On Sat, May 10, 2003 at 12:50:06AM +0300, Matti Katila wrote:
> 
> Well, this issue drives me crazy. Too much thinking. There are too many
> variables, too many pros and cons.

Welcome to the world of software design and engineering ;)
This is I believe all have 

> Some history:
> 
> In ancient times there used to be one node and some text in content of 
> the node. It was quite nice to be able to link in structure a node to 
> other one. Not a link like xuLink but content could be changed and the 
> link would stay as it is. 

I.e. a *structural* link. A connection in the RDF structure.

> This would be enough for ancient times and for ancient people but today 
> more and more of users want to be able to edit the text without worrying 
> where the node ends and next begins, 

How exactly must the user be aware where a node ends and another one begins?
An alternative structure: all text of a single "stream" in one node.
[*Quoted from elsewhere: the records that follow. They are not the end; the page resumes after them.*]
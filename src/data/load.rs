//! Live system load figures shown alongside benchmark results

/// Process memory and CPU usage at one instant
#[derive(Debug, Clone, PartialEq)]
pub struct SystemLoad {
    /// Percent of total CPU capacity used by this process since the previous sample
    pub cpu_usage: Option<f64>,
    pub memory_used: String,
    pub memory_available: String,
}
> i.e. it was not doable to link two 
> nodes one after other and then edit the content

Why? How?

> (some thanks to 
> linebroken too (linebroken was designed to simple paragraphs so it is 
> justified for it to not be good for canvas use)).

What? Now you've lost me. What does "linebroken" refer to, exactly,
and what exactly does it have to do with this?

> 
>    {Marry has a lamb.} {Marry is a girl.}
> 
> There's no structure to keep these two nodes separately but linked because 
> of context(same paper and next of other). 

You mean *spatial* structure. That *is* also structure.

(BTW: it's "Mary", not "Marry" - to marry is a verb.)

> There's no structure to say at 
> least {Marry has a lamb.} next sentence is {Marry is a girl.}.

Spatial structure.

Another way: put both texts in same node.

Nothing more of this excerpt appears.